Department of Anesthesia, University of Iowa, Iowa City, Iowa 52242, USA.
Anesthesiology. 2012 Apr;116(4):768-78. doi: 10.1097/ALN.0b013e31824a88f5.
At many hospitals, the type and screen decision is guided by the hospital's maximum surgical blood order schedule, a document that includes for each scheduled (elective) surgical procedure a recommendation of whether a preoperative type and screen be performed. There is substantial heterogeneity in the scientific literature for how that decision should be made.
Anesthesia information management system data were retrieved from the 160,207 scheduled noncardiac cases in adults of 1,253 procedures at a hospital.

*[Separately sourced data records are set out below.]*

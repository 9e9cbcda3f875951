//! Deterministic tool/function schema hashing.
//!
//! Cached responses that were produced under one tool schema must never be
//! served to a request carrying a different one: `tools=[get_weather]` and
//! `tools=[get_weather, send_email]` hash differently and never match.

use serde_json::Value;

use crate::canonical::{canonicalize_value, sha256_hex, write_canonical};

/// Sentinel hash for requests without tools or functions.
pub const NO_TOOLS: &str = "none";

/// Compute the schema hash for a request's tool surface.
///
/// Tools take precedence over legacy functions; both empty yields the
/// [`NO_TOOLS`] sentinel.
pub fn hash_tool_surface(tools: Option<&[Value]>, functions: Option<&[Value]>) -> String {
    if let Some(tools) = tools {
        if !tools.is_empty() {
            return hash_tools(tools);
        }
    }
    if let Some(functions) = functions {
        if !functions.is_empty() {
            return hash_tools(functions);
        }
    }
    NO_TOOLS.to_string()
}

/// Hash a tool list: canonical JSON per tool (sorted keys, nulls dropped),
/// list sorted by tool name, list serialized, SHA-256. Order-independent:
/// `[A, B]` hashes the same as `[B, A]`.
pub fn hash_tools(tools: &[Value]) -> String {
    let mut canonical: Vec<(String, Value)> = tools
        .iter()
        .enumerate()
        .map(|(i, tool)| {
            let name = extract_tool_name(tool).unwrap_or_else(|| format!("tool_{}", i));
            let value = canonicalize_value(tool.clone()).unwrap_or(Value::Null);
            (name, value)
        })
        .collect();
    canonical.sort_by(|a, b| a.0.cmp(&b.0));

    let list = Value::Array(canonical.into_iter().map(|(_, v)| v).collect());
    sha256_hex(write_canonical(&list).as_bytes())
}

/// Extract the tool name from either the OpenAI nested format
/// (`{type: "function", function: {name}}`) or the flat `{name}` format.
fn extract_tool_name(tool: &Value) -> Option<String> {
    tool.get("function")
        .and_then(|f| f.get("name"))
        .or_else(|| tool.get("name"))
        .and_then(Value::as_str)
        .map(str::to_string)
}

#[cfg(test)]
mod tests {
    use super::*;
    use serde_json::json;

    fn weather() -> Value {
        json!({"type": "function", "function": {"name": "get_weather", "parameters": {"type": "object", "properties": {"location": {"type": "string"}}}}})
    }

    fn email() -> Value {
        json!({"type": "function", "function": {"name": "send_email", "parameters": {"type": "object"}}})
    }

    #[test]
    fn test_sentinel_for_empty() {
        assert_eq!(hash_tool_surface(None, None), NO_TOOLS);
        assert_eq!(hash_tool_surface(Some(&[]), Some(&[])), NO_TOOLS);
    }

    #[test]
    fn test_order_independent() {
        let ab = hash_tools(&[weather(), email()]);
        let ba = hash_tools(&[email(), weather()]);
        assert_eq!(ab, ba);
    }

    #[test]
    fn test_superset_differs() {
        let one = hash_tools(&[weather()]);
        let two = hash_tools(&[weather(), email()]);
        assert_ne!(one, two);
    }

    #[test]
    fn test_key_order_inside_tool_is_irrelevant() {
        let a = json!({"function": {"name": "f", "parameters": {"a": 1, "b": 2}}, "type": "function"});
        let b = json!({"type": "function", "function": {"parameters": {"b": 2, "a": 1}, "name": "f"}});
        assert_eq!(hash_tools(&[a]), hash_tools(&[b]));
    }

    #[test]
    fn test_functions_fall_back_when_no_tools() {
        let f = [json!({"name": "legacy_fn", "parameters": {}})];
        let hash = hash_tool_surface(None, Some(&f));
        assert_ne!(hash, NO_TOOLS);
        assert_eq!(hash, hash_tools(&f));
    }
}
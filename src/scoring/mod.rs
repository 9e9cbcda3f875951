//! 评分模块：候选评分与准入护栏。
//!
//! # Scoring & Guardrails Module
//!
//! Guardrails run strictly before scoring: a candidate that fails any gate
//! is dropped silently, whatever its similarity. Surviving candidates are
//! ranked by a composite of semantic, structural, parameter and recency
//! signals, with the semantic component dominant: a structurally identical
//! masked template that points at a different concrete URL or identifier is
//! the principal false-positive risk, and only the embedding can tell those
//! apart.

mod guardrails;
mod scorer;

pub use guardrails::{Guardrails, RejectReason};
pub use scorer::{CompositeScorer, ScoreBreakdown, ScoredCandidate};
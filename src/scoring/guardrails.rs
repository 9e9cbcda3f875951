//! Compatibility guardrails run before any candidate is scored.

use chrono::{DateTime, Utc};
use jsonschema::{Draft, JSONSchema};
use serde_json::Value;

use crate::engine::control::ModelCompatPolicy;
use crate::fingerprint::{model_family, Fingerprint, RequestMode};
use crate::store::CacheEntry;

/// Why a candidate was dropped. Rejections are silent towards the client;
/// the reason only feeds logs and debugging.
#[derive(Debug, Clone, Copy, PartialEq, Eq)]
pub enum RejectReason {
    ModeMismatch,
    ToolSchemaMismatch,
    ModelIncompatible,
    SchemaValidationFailed,
    Expired,
}

impl RejectReason {
    pub fn as_str(&self) -> &'static str {
        match self {
            RejectReason::ModeMismatch => "mode_mismatch",
            RejectReason::ToolSchemaMismatch => "tool_schema_mismatch",
            RejectReason::ModelIncompatible => "model_incompatible",
            RejectReason::SchemaValidationFailed => "schema_validation_failed",
            RejectReason::Expired => "expired",
        }
    }
}

/// All gates must pass for a candidate to reach the scorer.
#[derive(Debug, Clone, Default)]
pub struct Guardrails;

impl Guardrails {
    pub fn new() -> Self {
        Self
    }

    /// Check a candidate against the request fingerprint. `schema` is the
    /// request's JSON schema when the mode is JSON_SCHEMA.
    pub fn check(
        &self,
        fingerprint: &Fingerprint,
        candidate: &CacheEntry,
        policy: ModelCompatPolicy,
        schema: Option<&Value>,
        now: DateTime<Utc>,
    ) -> Result<(), RejectReason> {
        if fingerprint.mode != candidate.mode {
            return Err(RejectReason::ModeMismatch);
        }

        if fingerprint.tool_schema_hash != candidate.tool_schema_hash {
            return Err(RejectReason::ToolSchemaMismatch);
        }

        let model_ok = match policy {
            ModelCompatPolicy::Strict => fingerprint.model == candidate.model,
            ModelCompatPolicy::Family => {
                fingerprint.model_family == model_family(&candidate.model)
            }
            ModelCompatPolicy::Any => true,
        };
        if !model_ok {
            return Err(RejectReason::ModelIncompatible);
        }

        if fingerprint.mode == RequestMode::JsonSchema {
            if !cached_content_matches_schema(candidate, schema) {
                return Err(RejectReason::SchemaValidationFailed);
            }
        }

        // Defense in depth against stale index rows.
        if candidate.is_expired(now) {
            return Err(RejectReason::Expired);
        }

        Ok(())
    }
}

/// The cached assistant content must parse as JSON and validate against the
/// request's schema. A missing schema on a JSON_SCHEMA request admits the
/// candidate only when its content is at least well-formed JSON.
fn cached_content_matches_schema(candidate: &CacheEntry, schema: Option<&Value>) -> bool {
    let content = candidate
        .response_blob
        .pointer("/choices/0/message/content")
        .and_then(Value::as_str);
    let Some(content) = content else {
        return false;
    };
    let Ok(parsed) = serde_json::from_str::<Value>(content) else {
        return false;
    };
    let Some(schema) = schema else {
        return true;
    };
    // OpenAI nests the actual schema under json_schema.schema.
    let schema_value = schema.get("schema").unwrap_or(schema);
    match JSONSchema::options()
        .with_draft(Draft::Draft7)
        .compile(schema_value)
    {
        Ok(compiled) => compiled.is_valid(&parsed),
        Err(e) => {
            tracing::warn!(error = %e, "request JSON schema failed to compile; dropping candidate");
            false
        }
    }
}

#[cfg(test)]
mod tests {
    use super::*;
    use crate::fingerprint::{Fingerprinter, TemperatureBucket};
    use crate::types::request::{ChatCompletionRequest, Message, ResponseFormat};
    use serde_json::json;
    use uuid::Uuid;

    fn fingerprint(request: &ChatCompletionRequest) -> Fingerprint {
        Fingerprinter::new().fingerprint(request).unwrap()
    }

    fn candidate(mode: RequestMode, model: &str, tool_hash: &str, content: &str) -> CacheEntry {
        let now = Utc::now();
        CacheEntry {
            id: Uuid::new_v4(),
            tenant: "default".into(),
            exact_key: "k".into(),
            simhash: 0,
            embedding: None,
            canonical_prompt: "user: hi".into(),
            raw_prompt_hmac: "d".into(),
            request_blob: json!({}),
            response_blob: json!({
                "id": "r", "object": "chat.completion", "created": 1, "model": model,
                "choices": [{"index": 0, "message": {"role": "assistant", "content": content}, "finish_reason": "stop"}]
            }),
            model: model.into(),
            temperature_bucket: TemperatureBucket::Default,
            mode,
            tool_schema_hash: tool_hash.into(),
            hit_count: 0,
            last_hit_at: None,
            is_golden: false,
            pii_present: false,
            created_at: now,
            expires_at: Some(now + chrono::Duration::hours(1)),
        }
    }

    fn text_request() -> ChatCompletionRequest {
        ChatCompletionRequest::new("gpt-4", vec![Message::user("Return the user list")])
    }

    #[test]
    fn test_mode_gate() {
        let fp = fingerprint(&text_request());
        let cand = candidate(RequestMode::JsonObject, "gpt-4", "none", "{}");
        assert_eq!(
            Guardrails::new().check(&fp, &cand, ModelCompatPolicy::Strict, None, Utc::now()),
            Err(RejectReason::ModeMismatch)
        );
    }

    #[test]
    fn test_tool_schema_gate() {
        let req = text_request()
            .with_tools(vec![json!({"type": "function", "function": {"name": "get_weather"}})]);
        let fp = fingerprint(&req);
        let cand = candidate(RequestMode::Tools, "gpt-4", "different-hash", "ok");
        assert_eq!(
            Guardrails::new().check(&fp, &cand, ModelCompatPolicy::Strict, None, Utc::now()),
            Err(RejectReason::ToolSchemaMismatch)
        );
    }

    #[test]
    fn test_model_policies() {
        let fp = fingerprint(&text_request());
        let guards = Guardrails::new();
        let dated = candidate(RequestMode::Text, "gpt-4-0613", "none", "ok");

        assert_eq!(
            guards.check(&fp, &dated, ModelCompatPolicy::Strict, None, Utc::now()),
            Err(RejectReason::ModelIncompatible)
        );
        assert_eq!(
            guards.check(&fp, &dated, ModelCompatPolicy::Family, None, Utc::now()),
            Ok(())
        );

        let foreign = candidate(RequestMode::Text, "claude-3-opus", "none", "ok");
        assert_eq!(
            guards.check(&fp, &foreign, ModelCompatPolicy::Family, None, Utc::now()),
            Err(RejectReason::ModelIncompatible)
        );
        assert_eq!(
            guards.check(&fp, &foreign, ModelCompatPolicy::Any, None, Utc::now()),
            Ok(())
        );
    }

    #[test]
    fn test_schema_validation_gate() {
        let schema = json!({
            "type": "object",
            "properties": {"answer": {"type": "integer"}},
            "required": ["answer"]
        });
        let req = ChatCompletionRequest::new("gpt-4", vec![Message::user("compute")])
            .with_response_format(ResponseFormat::json_schema(schema.clone()));
        let fp = fingerprint(&req);
        let guards = Guardrails::new();

        let valid = candidate(RequestMode::JsonSchema, "gpt-4", "none", r#"{"answer": 4}"#);
        assert_eq!(
            guards.check(&fp, &valid, ModelCompatPolicy::Strict, Some(&schema), Utc::now()),
            Ok(())
        );

        let wrong_shape =
            candidate(RequestMode::JsonSchema, "gpt-4", "none", r#"{"answer": "four"}"#);
        assert_eq!(
            guards.check(&fp, &wrong_shape, ModelCompatPolicy::Strict, Some(&schema), Utc::now()),
            Err(RejectReason::SchemaValidationFailed)
        );

        let not_json = candidate(RequestMode::JsonSchema, "gpt-4", "none", "four");
        assert_eq!(
            guards.check(&fp, &not_json, ModelCompatPolicy::Strict, Some(&schema), Utc::now()),
            Err(RejectReason::SchemaValidationFailed)
        );
    }

    #[test]
    fn test_expired_candidate_dropped() {
        let fp = fingerprint(&text_request());
        let mut cand = candidate(RequestMode::Text, "gpt-4", "none", "ok");
        cand.expires_at = Some(Utc::now() - chrono::Duration::minutes(1));
        assert_eq!(
            Guardrails::new().check(&fp, &cand, ModelCompatPolicy::Strict, None, Utc::now()),
            Err(RejectReason::Expired)
        );
    }

    #[test]
    fn test_clean_candidate_passes() {
        let fp = fingerprint(&text_request());
        let cand = candidate(RequestMode::Text, "gpt-4", "none", "here you go");
        assert_eq!(
            Guardrails::new().check(&fp, &cand, ModelCompatPolicy::Strict, None, Utc::now()),
            Ok(())
        );
    }
}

Neither assuming a Poisson distribution of mean erythrocyte units transfused, nor grouping rare procedures into larger groups based on their anesthesia Current Procedural Terminology code, was reliable. In contrast, procedures could be defined to have minimal estimated blood loss (less than 50 ml) based on low incidence of transfusion and low incidence of the hemoglobin being checked preoperatively. Among these procedures, when the lower 95% confidence limit for erythrocyte transfusion was less than 5%, type and screen was shown to be unnecessary. The method was useful based on including multiple differences from the hospital's maximum surgical blood order schedule and clinicians' test ordering (greater than or equal to 29% fewer type and screen). Results were the same with a Bayesian random effects model.
We validated a method to determine procedures on the maximum surgical blood order schedule for which type and screen was not indicated using the estimated blood losses and incidences of transfusion.
在许多医院,血型鉴定和交叉配血的决策是由医院的最大手术备血计划指导的,该计划为每个预定(择期)手术程序提供了是否进行术前血型鉴定和交叉配血的建议。关于如何做出这一决策,科学文献中有大量的差异。
从一家医院的 1253 个程序、160207 例成年非心脏择期手术病例的麻醉信息管理系统中检索数据。
无论是假设红细胞单位输注的均值呈泊松分布,还是根据麻醉当前操作术语代码将罕见的操作分组到更大的组中,都不可靠。相比之下,可以根据输血的低发生率和术前检查血红蛋白的低发生率,将手术定义为具有最小估计失血量(<50ml)。在这些手术中,当红细胞输注的 95%置信下限小于 5%时,血型鉴定和交叉配血就没有必要。该方法有用,因为它包括了与医院最大手术备血计划和临床医生检测医嘱的多个差异(>或=29%的患者不需要进行血型鉴定和交叉配血)。采用贝叶斯随机效应模型,结果相同。
我们使用估计的失血量和输血发生率验证了一种方法,以确定最大手术备血计划中不需要进行血型鉴定和交叉配血的手术。